Os contratos de gestão, que poderiam promover autonomia, enfrentam barreiras operacionais e políticas, flexibilizados por brechas fiscais que enfraquecem a fiscalização, como ocorreu durante a pandemia com a Lei Complementar 173. Essas medidas distanciam ainda mais o cenário de empresas estatais autônomas e menos onerosas ao Tesouro Nacional.

Para garantir bem-estar social, é essencial que a gestão das estatais seja eficiente e autônoma, o que exige uma mudança na alocação de recursos e na cobrança de resultados, algo que as reformas da LRF ainda não alcançaram plenamente. A reforma das estatais deficitárias é, portanto, um imperativo para a sustentabilidade financeira do Brasil, e passa pela implementação de contratos de gestão com metas claras e resultados exigidos.

Afastar as estatais das regras mais rígidas de gestão fiscal, impostas pela LRF e pelo arcabouço fiscal (LC 200), por meio das alterações propostas na forma como essas empresas são integradas ao orçamento público, parece uma tentativa de driblar as exigências de responsabilidade fiscal. A ideia de que, ao assinar um contrato de gestão, uma estatal passaria de dependente para não dependente, mudando seu regime jurídico orçamentário, ao invés de realmente flexibilizar os investimentos, soa mais como uma manobra para enfraquecer os controles da gestão fiscal responsável, e não uma solução eficaz.

Como tenho insistido, a luta para manter o respeito às normas de Direito Financeiro é um compromisso com toda a sociedade, que merece ver seu esforço refletido em uma gestão pública responsável e eficiente, com respeito às normas vigentes, sem frequentes tentativas de contorná-las, e não em um ciclo vicioso de socorro a empresas que deveriam caminhar com as próprias pernas.

[1] Corram que o orçamento vem aí (https://www.jota.info/opiniao-e-analise/colunas/coluna-fiscal/corram-que-o-orcamento-vem-ai).

[2] Governo petista tenta novamente maquiar contas. Editorial de O Globo, 19.9.2024 (https://oglobo.globo.com/opiniao/editorial/coluna/2024/09/governo-petista-tenta-novamente-maquiar-contas.ghtml); Usar dinheiro público fora do orçamento é grave risco. Folha de S. Paulo, 4.10.2024 (Usar dinheiro público fora do Orçamento é grave risco – 04/10/2024 – Opinião – Folha).

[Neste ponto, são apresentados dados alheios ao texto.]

// This Source Code Form is subject to the terms of the Mozilla Public
// License, v. 2.0. If a copy of the MPL was not distributed with this
// file, You can obtain one at https://mozilla.org/MPL/2.0/.

//! Hardware access library for the ring-oscillator TRNG / DRBG IP block.
//!
//! The block pairs a ring-oscillator entropy source with a block-cipher
//! DRBG behind a small register window. This crate owns everything below
//! the service surface: the register map and port abstraction, the
//! SP 800-90A block-cipher derivation function used to distill seed
//! material, the instantiate/reseed/generate state machine for both
//! silicon revisions, and the mandatory known-answer and health
//! self-tests.
//!
//! Use the drv-rotrng crate to interact with this driver.
//!
//! On platforms where the TRNG is owned by a separate security processor
//! the same service surface is backed by a platform mailbox instead of
//! this engine; that transport lives with the platform integration.

#![cfg_attr(not(any(test, feature = "fake")), no_std)]

mod cipher;
mod df;
pub mod engine;
pub mod health;
pub mod regs;

#[cfg(any(test, feature = "fake"))]
pub mod fake;

pub use crate::engine::{Stats, Status, Trng};
pub use crate::regs::{Mmio, TrngPort};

[3] Por Daniel Waterman, em matéria do último dia 16 de outubro (https://www.estadao.com.br/economia/governo-lula-estatais-orcamento-margem-novas-manobras/).

[4] Vide Nota Informativa PLN 31/2024 da Consultoria de Orçamentos, Fiscalização e Controle do Senado Federal

[5] Art. 165. Omissis…

5º A lei orçamentária anual compreenderá:

I – o orçamento fiscal referente aos Poderes da União, seus fundos, órgãos e entidades da administração direta e indireta, inclusive fundações instituídas e mantidas pelo Poder Público;

II – o orçamento de investimento das empresas em que a União, direta ou indiretamente, detenha a maioria do capital social com direito a voto;

III – o orçamento da seguridade social, abrangendo todas as entidades e órgãos a ela vinculados, da administração direta ou indireta, bem como os fundos e fundações instituídos e mantidos pelo Poder Público.

[6] Lei 13.303, de 30 de junho de 2016

[7] https://www2.camara.leg.br/orcamento-da-uniao/raio-x-do-orcamento/2025/raio-x-do-orcamento-2025-ploa-v0

[8] “A Superação da Condição de Empresa Estatal Dependente, in Revista de Direito Público da Economia, Belo Horizonte, ed. Forum, ano 3, n. 12, out/dez 2005.